Barbie added new outfits in 1960, including ensembles for glamorous nights out and clothes she could wear to work. Fashion designer Barbie wore black-rimmed glasses and carried a portfolio with black-and-white sketches.
In 1961, Barbie became a registered nurse and a stewardess for American Airlines. She also got a boyfriend. A blonde or brunette Ken, a doll named after Handler's son, came with a closet full of clothes. His hair was originally molded and glued on, but designers switched to painted-on plastic after the hair came off too easily.
Barbie ditched the ponytail in favor of a short “bubble cut” in 1962. The hairstyle came in several shades, including brunette and titian (another way of saying red). Her fashion sense mirrored that of Jacqueline Kennedy, including a pillbox hat. Barbie was also ready to entertain in her first Dreamhouse.

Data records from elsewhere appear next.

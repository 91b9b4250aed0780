use std::collections::HashMap;
use std::sync::Arc;

use parking_lot::RwLock;

use crate::{CircuitBreaker, CircuitBreakerConfig};

/// Name-keyed collection of circuit breakers sharing a default configuration.
///
/// Creation is idempotent: repeated lookups of the same name return the same
/// instance. Instances are held for the process lifetime.
#[derive(Clone)]
pub struct CircuitBreakerRegistry {
    inner: Arc<RegistryInner>,
}

struct RegistryInner {
    default_config: CircuitBreakerConfig,
    breakers: RwLock<HashMap<String, CircuitBreaker>>,
}

impl CircuitBreakerRegistry {
    /// Creates a registry whose breakers use the default configuration.
    pub fn of_defaults() -> Self {
        Self::with_config(CircuitBreakerConfig::default())
    }

    /// Creates a registry with a shared default configuration.
    pub fn with_config(default_config: CircuitBreakerConfig) -> Self {
        Self {
            inner: Arc::new(RegistryInner {
                default_config,
                breakers: RwLock::new(HashMap::new()),
            }),
        }
    }

    /// Returns the breaker registered under `name`, creating it with the
    /// registry default configuration if absent.
    pub fn circuit_breaker(&self, name: &str) -> CircuitBreaker {
        self.get_or_create(name, || self.inner.default_config.clone())
    }

    /// Returns the breaker registered under `name`, creating it with `config`
    /// if absent. An existing instance wins; its configuration is unchanged.
    pub fn circuit_breaker_with_config(
        &self,
        name: &str,
        config: CircuitBreakerConfig,
    ) -> CircuitBreaker {
        self.get_or_create(name, || config)
    }

    /// All breakers created so far.
    pub fn all(&self) -> Vec<CircuitBreaker> {
        self.inner.breakers.read().values().cloned().collect()
    }

    fn get_or_create(
        &self,
        name: &str,
        config: impl FnOnce() -> CircuitBreakerConfig,
    ) -> CircuitBreaker {
        if let Some(breaker) = self.inner.breakers.read().get(name) {
            return breaker.clone();
        }
        let mut breakers = self.inner.breakers.write();
        breakers
            .entry(name.to_string())
            .or_insert_with(|| CircuitBreaker::new(name, config()))
            .clone()
    }
}

#[cfg(test)]
mod tests {
    use super::*;
    use crate::CircuitBreakerState;

    #[test]
    fn repeated_lookups_return_the_same_instance() {
        let registry = CircuitBreakerRegistry::of_defaults();
        let first = registry.circuit_breaker("backend");
        first.transition_to_open();

        let second = registry.circuit_breaker("backend");
        assert_eq!(second.state(), CircuitBreakerState::Open);
        assert_eq!(registry.all().len(), 1);
    }

    #[test]
    fn explicit_config_applies_only_on_first_creation() {
        let registry = CircuitBreakerRegistry::of_defaults();
        let custom = CircuitBreakerConfig::builder()
            .ring_buffer_size_in_closed_state(7)
            .build()
            .unwrap();

        let first = registry.circuit_breaker_with_config("backend", custom);
        assert_eq!(first.config().ring_buffer_size_in_closed_state(), 7);

        let other = CircuitBreakerConfig::builder()
            .ring_buffer_size_in_closed_state(99)
            .build()
            .unwrap();
        let second = registry.circuit_breaker_with_config("backend", other);
        assert_eq!(second.config().ring_buffer_size_in_closed_state(), 7);
    }

    #[test]
    fn registry_default_config_is_used() {
        let default = CircuitBreakerConfig::builder()
            .ring_buffer_size_in_closed_state(12)
            .build()
            .unwrap();
        let registry = CircuitBreakerRegistry::with_config(default);

        let breaker = registry.circuit_breaker("db");
        assert_eq!(breaker.config().ring_buffer_size_in_closed_state(), 12);
    }

    #[test]
    fn all_lists_every_instance() {
        let registry = CircuitBreakerRegistry::of_defaults();
        registry.circuit_breaker("a");
        registry.circuit_breaker("b");
        registry.circuit_breaker("a");
        assert_eq!(registry.all().len(), 2);
    }
}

Barbie added babysitting to her list of jobs in 1963. The Barbie Baby-Sits kit included books on how to get a raise, travel, and even one called “How To Lose Weight.” In addition to dieting tips, Barbie got a freckled best friend named Midge. The popular sidekick got her own boyfriend, Allan, the following year. This photograph depicts Barbie doing real things and originally appeared in the book "Forever Barbie (Morrow)" by M.G. Lord.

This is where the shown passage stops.